【名護】米軍普天間飛行場の移設に伴う、新基地建設が進む名護市辺野古のキャンプ・シュワブゲート前では8日午前から、平和団体の関係者ら約80人が座り込み、建設強行に抗議した。埋め立て予定地周辺の海では、基地建設に反対する市民らがカヌーでフロート内に入り、複数人が海上保安庁に拘束された。

名護市議選の当選者がキャンプ・シュワブゲート前のテントを訪れ、座り込む市民らを激励した=名護市辺野古

 ゲート前に集まった人々は前日の名護市議選で、基地建設に反対する稲嶺進市長を支える与党が議席の過半数を占めたことを歓迎。トップ当選した仲里克次さんや、シュワブを望む二見以北地区から3期目の当選を果たした東恩納琢磨さんらも訪れ、座り込み活動を激励した。

 海上では、辺野古崎近くにあったスパット台船が辺野古集落側に移動する作業などが確認された。
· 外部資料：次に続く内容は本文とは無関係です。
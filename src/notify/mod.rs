// Best-effort notifications. Delivery never touches the ledger.

use async_trait::async_trait;
use serde::Serialize;
use std::sync::Arc;
use tokio::sync::mpsc;
use tokio::task::JoinHandle;
use tracing::{info, warn};

use crate::error::{AppError, AppResult};
use crate::ledger::models::{Sport, WagerId};

#[derive(Debug, Clone, PartialEq, Eq, Serialize)]
#[serde(tag = "event", rename_all = "snake_case")]
pub enum Notice {
    /// Winnings credited to one bettor for one contest in a settlement pass
    Credited {
        bettor: String,
        amount_credited: u64,
        contest_id: String,
    },
    WagerPlaced {
        bettor: String,
        wager_id: WagerId,
        sport: Sport,
        contest_id: String,
        match_id: String,
        selection: String,
        stake: u64,
    },
    AccountCreated {
        user: String,
        points: u64,
        discord: Option<String>,
    },
}

impl Notice {
    pub fn recipient(&self) -> &str {
        match self {
            Notice::Credited { bettor, .. } | Notice::WagerPlaced { bettor, .. } => bettor,
            Notice::AccountCreated { user, .. } => user,
        }
    }
}

#[async_trait]
pub trait Notifier: Send + Sync {
    fn name(&self) -> &'static str;

    async fn notify(&self, notice: &Notice) -> AppResult<()>;
}

/// Deliver notices on a background task. Failures are logged and dropped.
pub fn dispatch(notifier: Arc<dyn Notifier>, notices: Vec<Notice>) -> Option<JoinHandle<()>> {
    if notices.is_empty() {
        return None;
    }

    Some(tokio::spawn(async move {
        for notice in notices {
            if let Err(e) = notifier.notify(&notice).await {
                warn!(
                    "⚠️ {} notifier failed for {}: {}",
                    notifier.name(),
                    notice.recipient(),
                    e
                );
            }
        }
    }))
}

/// Writes notices to the log
pub struct LogNotifier;

#[async_trait]
impl Notifier for LogNotifier {
    fn name(&self) -> &'static str {
        "log"
    }

    async fn notify(&self, notice: &Notice) -> AppResult<()> {
        match notice {
            Notice::Credited {
                bettor,
                amount_credited,
                contest_id,
            } => info!("📣 {} won {} pts on {}", bettor, amount_credited, contest_id),
            Notice::WagerPlaced {
                bettor,
                stake,
                selection,
                contest_id,
                ..
            } => info!("📣 {} staked {} on {} ({})", bettor, stake, selection, contest_id),
            Notice::AccountCreated { user, points, .. } => {
                info!("📣 Welcome {}: {} pts", user, points)
            }
        }
        Ok(())
    }
}

/// Forwards notices into an mpsc channel
pub struct ChannelNotifier {
    sender: mpsc::UnboundedSender<Notice>,
}

impl ChannelNotifier {
    pub fn new() -> (Self, mpsc::UnboundedReceiver<Notice>) {
        let (sender, receiver) = mpsc::unbounded_channel();
        (Self { sender }, receiver)
    }
}

#[async_trait]
impl Notifier for ChannelNotifier {
    fn name(&self) -> &'static str {
        "channel"
    }

    async fn notify(&self, notice: &Notice) -> AppResult<()> {
        self.sender
            .send(notice.clone())
            .map_err(|_| AppError::ExternalError("notice receiver dropped".to_string()))
    }
}

/// POSTs each notice as JSON to a webhook (e.g. a Discord relay)
pub struct WebhookNotifier {
    url: String,
    client: reqwest::Client,
}

impl WebhookNotifier {
    pub fn new(url: String) -> Self {
        Self {
            url,
            client: reqwest::Client::new(),
        }
    }
}

#[async_trait]
impl Notifier for WebhookNotifier {
    fn name(&self) -> &'static str {
        "webhook"
    }

    async fn notify(&self, notice: &Notice) -> AppResult<()> {
        let response = self.client.post(&self.url).json(notice).send().await?;

        if !response.status().is_success() {
            let status = response.status();
            let error_text = response.text().await.unwrap_or_default();
            return Err(AppError::ExternalError(format!(
                "Webhook returned {}: {}",
                status, error_text
            )));
        }
        Ok(())
    }
}

#[cfg(test)]
mod tests {
    use super::*;

    struct BrokenNotifier;

    #[async_trait]
    impl Notifier for BrokenNotifier {
        fn name(&self) -> &'static str {
            "broken"
        }

        async fn notify(&self, _notice: &Notice) -> AppResult<()> {
            Err(AppError::ExternalError("down".into()))
        }
    }

    fn credited(bettor: &str) -> Notice {
        Notice::Credited {
            bettor: bettor.into(),
            amount_credited: 228,
            contest_id: "UFC 300".into(),
        }
    }

    #[tokio::test]
    async fn test_channel_notifier_delivers_in_order() {
        let (notifier, mut rx) = ChannelNotifier::new();
        let handle = dispatch(Arc::new(notifier), vec![credited("ana"), credited("bo")]).unwrap();
        handle.await.unwrap();

        assert_eq!(rx.recv().await.unwrap().recipient(), "ana");
        assert_eq!(rx.recv().await.unwrap().recipient(), "bo");
    }

    #[tokio::test]
    async fn test_failures_are_swallowed() {
        let handle = dispatch(Arc::new(BrokenNotifier), vec![credited("ana")]).unwrap();
        assert!(handle.await.is_ok());
    }

    #[tokio::test]
    async fn test_nothing_to_dispatch() {
        assert!(dispatch(Arc::new(LogNotifier), Vec::new()).is_none());
    }

    #[test]
    fn test_notice_wire_shape() {
        let value = serde_json::to_value(credited("ana")).unwrap();
        assert_eq!(value["event"], "credited");
        assert_eq!(value["amount_credited"], 228);
    }
}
建設に反対する市民らはカヌーや小型船から「市議選で基地反対の民意は示された。作業を止めろ」と声を上げた。

 一方、米軍は辺野古漁港近くの砂浜から沖へ向けて水陸両用車8台での演習を実施した。

 午後には、オスプレイの配備撤回と普天間飛行場の閉鎖・県内移設断念を求める「沖縄建白書を実現し未来を拓ひらく島ぐるみ会議」のメンバーらがゲート前を訪れ、抗議集会に加わる予定。